Once done, update the package lists from the newly added sources and upgrade all currently installed packages to the latest versions:

sudo apt-get update
sudo apt-get upgrade

Step 5 — Install DenyHosts
Even with iptables and the sshd configuration changes we made, we still allow some users to log in through ssh, which makes us vulnerable to remote brute-force attempts to gain access through these accounts. One good way to do away with this threat is to only allow public-key authentication, or restrict access to only a list of specified IPs through iptables or /etc/hosts.deny, but if this is not practical for whatever reason the DenyHosts package comes to the rescue.
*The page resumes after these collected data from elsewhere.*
//! Augur - a whole-program static analyzer for PHP-like code.
//!
//! Augur ingests ASTs produced by an external front-end (as `*.ast.json`
//! dumps), builds a global symbol table, infers the type of every
//! expression, and reports diagnostics about undeclared symbols,
//! incompatible types, signature mismatches, unreferenced declarations,
//! and suspicious constructs.
//!
//! # Architecture
//!
//! - **Command layer** ([`commands`]): argument parsing and dispatch
//! - **Configuration layer** ([`config`]): defaults, `augur.toml`,
//!   environment variables, CLI overrides
//! - The analysis itself lives in the `augur-codex` / `augur-analyzer`
//!   crates; the CLI only feeds files in and prints issues out
//!
//! # Exit codes
//!
//! - `0`: analysis completed, no issues surfaced after filtering
//! - `1`: issues were found
//! - `2`: configuration or environment failure

use std::process::ExitCode;

use clap::Parser;
use tracing::level_filters::LevelFilter;

use crate::commands::AugurCommand;
use crate::commands::CliArguments;
use crate::config::Configuration;
use crate::error::Error;
use crate::utils::initialize_logger;

mod commands;
mod config;
mod error;
mod utils;

/// Exit code for tool errors, distinct from "issues were found" (1).
const EXIT_CODE_ERROR: u8 = 2;

pub fn main() -> ExitCode {
    run().unwrap_or_else(|error| {
        tracing::error!("{}", error);
        tracing::trace!("Exiting with error code due to: {:#?}", error);

        ExitCode::from(EXIT_CODE_ERROR)
    })
}

/// Parses arguments, loads configuration, initializes the thread pool, and
/// dispatches to the selected command.
pub fn run() -> Result<ExitCode, Error> {
    let arguments = CliArguments::parse();

    initialize_logger(if cfg!(debug_assertions) { LevelFilter::DEBUG } else { LevelFilter::INFO }, "AUGUR_LOG");

    let configuration = Configuration::load(arguments.workspace.clone(), arguments.config.as_deref())?;

    rayon::ThreadPoolBuilder::new().num_threads(configuration.analysis.processes.max(1)).build_global()?;

    match arguments.command {
        AugurCommand::Analyze(cmd) => cmd.execute(configuration),
        AugurCommand::DumpSignatures(cmd) => cmd.execute(configuration),
        AugurCommand::Init(cmd) => cmd.execute(configuration),
    }
}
DenyHosts monitors the sshd authentication log to detect evil login attempts and adds suspicious IPs automatically to the /etc/hosts.deny file. It’s available in Ubuntu from the universe repository component (see previous step), and is easily installed like this:

sudo apt-get install denyhosts

This will automatically start a python daemon in the background, which also is persistent on reboot through a symlink in /etc/rc3.d/. The default settings are pretty decent, but should you want to review or change them you can do so in /etc/denyhosts.conf.